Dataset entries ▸
..............................

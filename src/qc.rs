//! Post-QC normalizer.
//!
//! Two independent passes over every stored record's `en` block: a source
//! relevance filter, and a sparkling/still wording fix for Water records.
//! Both passes reach a fixed point, so re-running is a no-op.

use crate::config::Config;
use crate::product::{Product, SourceRef};
use crate::store::ContentStore;
use anyhow::Result;
use regex::Regex;
use std::sync::OnceLock;
use tracing::{info, warn};
use url::Url;

/// Generic encyclopedia/social/known-noise domains never kept as sources.
const BAD_DOMAINS: &[&str] = &[
    "wikipedia.org",
    "facebook.com",
    "instagram.com",
    "twitter.com",
    "pinterest.com",
    "opentermsarchive.org",
    "cbsox.com",
];

/// Retailer domains trusted to carry real product data.
const RETAILER_KEYS: &[&str] = &[
    "amazon",
    "walmart",
    "publix",
    "metro",
    "winndixie",
    "totalwine",
    "instacart",
    "bakkal",
    "gastronom",
];

const PLACEHOLDER_SOURCE_NAME: &str = "Public product information";

/// Counters for one QC run.
#[derive(Debug, Default, PartialEq, Eq)]
pub struct QcStats {
    pub files: usize,
    pub sources_cleaned: usize,
    pub water_fixed: usize,
}

fn alnum_key(value: &str) -> String {
    value
        .to_lowercase()
        .chars()
        .filter(|c| c.is_ascii_alphanumeric())
        .collect()
}

/// Whether a source URL is worth keeping for this brand.
///
/// Denylisted domains are dropped. Otherwise a domain is kept when a prefix
/// of the brand reads through it, or when it belongs to a known retailer.
pub fn is_relevant_source(url: &str, brand: &str) -> bool {
    if url.is_empty() {
        return false;
    }
    let Ok(parsed) = Url::parse(url) else {
        return false;
    };
    let domain = parsed.host_str().unwrap_or_default().to_lowercase();

    if BAD_DOMAINS.iter().any(|bad| domain.contains(bad)) {
        return false;
    }

    let brand_key = alnum_key(brand);
    let domain_key = alnum_key(&domain);

    if !brand_key.is_empty() {
        let prefix: String = brand_key.chars().take(6).collect();
        if domain_key.contains(&prefix) {
            return true;
        }
    }

    RETAILER_KEYS.iter().any(|key| domain_key.contains(key))
}

fn sparkling_regex() -> &'static Regex {
    static RE: OnceLock<Regex> = OnceLock::new();
    RE.get_or_init(|| Regex::new(r"(?i)\bsparkling\b").expect("static regex"))
}

fn still_regex() -> &'static Regex {
    static RE: OnceLock<Regex> = OnceLock::new();
    RE.get_or_init(|| Regex::new(r"(?i)\bstill\b").expect("static regex"))
}

/// Correct sparkling/still wording in a Water description using title
/// markers (keywords and the BLUE/GREEN label color codes).
pub fn fix_water_description(description: &str, title: &str) -> String {
    let t = title.to_uppercase();
    let mut out = description.to_string();

    if ["NON-CARBONATED", "STILL", "BLUE"].iter().any(|k| t.contains(k)) {
        out = sparkling_regex().replace_all(&out, "still").into_owned();
    }
    if ["SPARKLING", "CARBONATED", "GREEN"].iter().any(|k| t.contains(k)) {
        out = still_regex().replace_all(&out, "sparkling").into_owned();
    }

    out
}

/// Apply both QC passes to one record. Returns (sources_changed, water_changed).
pub fn qc_product(product: &mut Product) -> (bool, bool) {
    let brand = product.brand.clone();
    let category = product.category.clone();

    let Some(en) = product.i18n.get_mut("en") else {
        return (false, false);
    };

    let mut sources_changed = false;
    if !en.sources.is_empty() {
        let mut kept: Vec<SourceRef> = en
            .sources
            .iter()
            .filter(|s| is_relevant_source(&s.url, &brand))
            .cloned()
            .collect();
        if kept.is_empty() {
            kept = vec![SourceRef {
                name: PLACEHOLDER_SOURCE_NAME.to_string(),
                url: String::new(),
            }];
        }

        // comparing against the result (not the filter count) keeps the
        // placeholder stable across repeated runs
        if kept != en.sources {
            en.sources = kept;
            sources_changed = true;
        }
    }

    let mut water_changed = false;
    if category == "Water" {
        let fixed = fix_water_description(&en.description, &en.title);
        if fixed != en.description {
            en.description = fixed;
            water_changed = true;
        }
    }

    (sources_changed, water_changed)
}

/// Run post-QC over the whole content store, writing back only changed files.
pub fn run_qc(config: &Config) -> Result<QcStats> {
    let store = ContentStore::new(&config.content_dir);
    let mut stats = QcStats::default();

    for sku in store.list_skus()? {
        let mut product = match store.load(&sku) {
            Ok(product) => product,
            Err(error) => {
                warn!("Skipping {}: {:#}", sku, error);
                continue;
            }
        };
        stats.files += 1;

        let (sources_changed, water_changed) = qc_product(&mut product);
        if sources_changed {
            stats.sources_cleaned += 1;
        }
        if water_changed {
            stats.water_fixed += 1;
        }
        if sources_changed || water_changed {
            store.save(&product)?;
        }
    }

    info!(
        "Post-QC done: {} files, {} sources cleaned, {} water descriptions fixed",
        stats.files, stats.sources_cleaned, stats.water_fixed
    );
    Ok(stats)
}

#[cfg(test)]
mod tests {
    use super::*;
    use crate::product::ContentBlock;

    #[test]
    fn test_denylisted_domains_rejected() {
        assert!(!is_relevant_source("https://en.wikipedia.org/wiki/Krinos", "KRINOS"));
        assert!(!is_relevant_source("https://facebook.com/krinos", "KRINOS"));
    }

    #[test]
    fn test_brand_prefix_in_domain_accepted() {
        assert!(is_relevant_source("https://krinos.com/products", "KRINOS"));
        assert!(is_relevant_source("https://shop.krinosfoods.ca/", "Krinos Foods"));
    }

    #[test]
    fn test_retailers_accepted() {
        assert!(is_relevant_source("https://www.amazon.com/dp/B000", "KRINOS"));
        assert!(is_relevant_source("https://www.totalwine.com/p/1", "Leffe"));
    }

    #[test]
    fn test_unrelated_domain_rejected() {
        assert!(!is_relevant_source("https://random-blog.example.com/post", "KRINOS"));
        assert!(!is_relevant_source("", "KRINOS"));
        assert!(!is_relevant_source("not a url", "KRINOS"));
    }

    #[test]
    fn test_water_fix_still_title_rewrites_sparkling() {
        let out = fix_water_description(
            "A refreshing sparkling mineral water.",
            "SPRING WATER STILL 1L BLUE",
        );
        assert!(out.contains("still mineral water"));
        assert!(!out.to_lowercase().contains("sparkling"));
    }

    #[test]
    fn test_water_fix_sparkling_title_rewrites_still() {
        let out = fix_water_description(
            "A classic still mineral water.",
            "SPARKLING WATER 1L GREEN",
        );
        assert!(out.contains("sparkling mineral water"));
        // whole-word replacement only
        assert!(!out.to_lowercase().contains(" still "));
    }

    #[test]
    fn test_water_fix_no_markers_unchanged() {
        let desc = "A classic still mineral water.";
        assert_eq!(fix_water_description(desc, "MINERAL WATER 1L"), desc);
    }

    fn product_with_sources(sources: Vec<SourceRef>) -> Product {
        let mut product = Product {
            sku: "K100".to_string(),
            brand: "KRINOS".to_string(),
            category: "Pickled / Olives".to_string(),
            ..Default::default()
        };
        product.i18n.insert(
            "en".to_string(),
            ContentBlock {
                sources,
                ..Default::default()
            },
        );
        product
    }

    fn source(url: &str) -> SourceRef {
        SourceRef {
            name: "Source".to_string(),
            url: url.to_string(),
        }
    }

    #[test]
    fn test_qc_filters_sources_and_keeps_relevant() {
        let mut product = product_with_sources(vec![
            source("https://krinos.com/olives"),
            source("https://en.wikipedia.org/wiki/Olive"),
        ]);

        let (sources_changed, _) = qc_product(&mut product);
        assert!(sources_changed);

        let sources = &product.en().unwrap().sources;
        assert_eq!(sources.len(), 1);
        assert_eq!(sources[0].url, "https://krinos.com/olives");
    }

    #[test]
    fn test_qc_substitutes_placeholder_when_all_filtered() {
        let mut product = product_with_sources(vec![
            source("https://en.wikipedia.org/wiki/Olive"),
            source("https://random-blog.example.com/post"),
        ]);

        let (sources_changed, _) = qc_product(&mut product);
        assert!(sources_changed);

        let sources = &product.en().unwrap().sources;
        assert_eq!(sources.len(), 1);
        assert_eq!(sources[0].name, PLACEHOLDER_SOURCE_NAME);
        assert_eq!(sources[0].url, "");
    }

    #[test]
    fn test_qc_water_description_corrected() {
        let mut product = Product {
            sku: "W1".to_string(),
            brand: "AQUA".to_string(),
            category: "Water".to_string(),
            ..Default::default()
        };
        product.i18n.insert(
            "en".to_string(),
            ContentBlock {
                title: "SPARKLING WATER 1L".to_string(),
                description: "A smooth still mineral water.".to_string(),
                ..Default::default()
            },
        );

        let (_, water_changed) = qc_product(&mut product);
        assert!(water_changed);
        assert!(product.en().unwrap().description.contains("sparkling"));
    }

    #[test]
    fn test_qc_is_idempotent() {
        let mut product = product_with_sources(vec![
            source("https://en.wikipedia.org/wiki/Olive"),
        ]);
        product.en_mut().title = "SPARKLING WATER".to_string();
        product.en_mut().description = "A crisp still water.".to_string();
        product.category = "Water".to_string();

        qc_product(&mut product);
        let after_first = product.clone();

        let (sources_changed, water_changed) = qc_product(&mut product);
        assert!(!sources_changed);
        assert!(!water_changed);
        assert_eq!(product, after_first);
    }

    #[test]
    fn test_qc_missing_en_block_untouched() {
        let mut product = Product {
            sku: "K100".to_string(),
            ..Default::default()
        };
        assert_eq!(qc_product(&mut product), (false, false));
    }
}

..............................

Task objective ▸
From the records above, copy every line that holds the word "category".

Solution to this exercise ▸
    let category = product.category.clone();
    if category == "Water" {
            category: "Pickled / Olives".to_string(),
            category: "Water".to_string(),
        product.category = "Water".to_string();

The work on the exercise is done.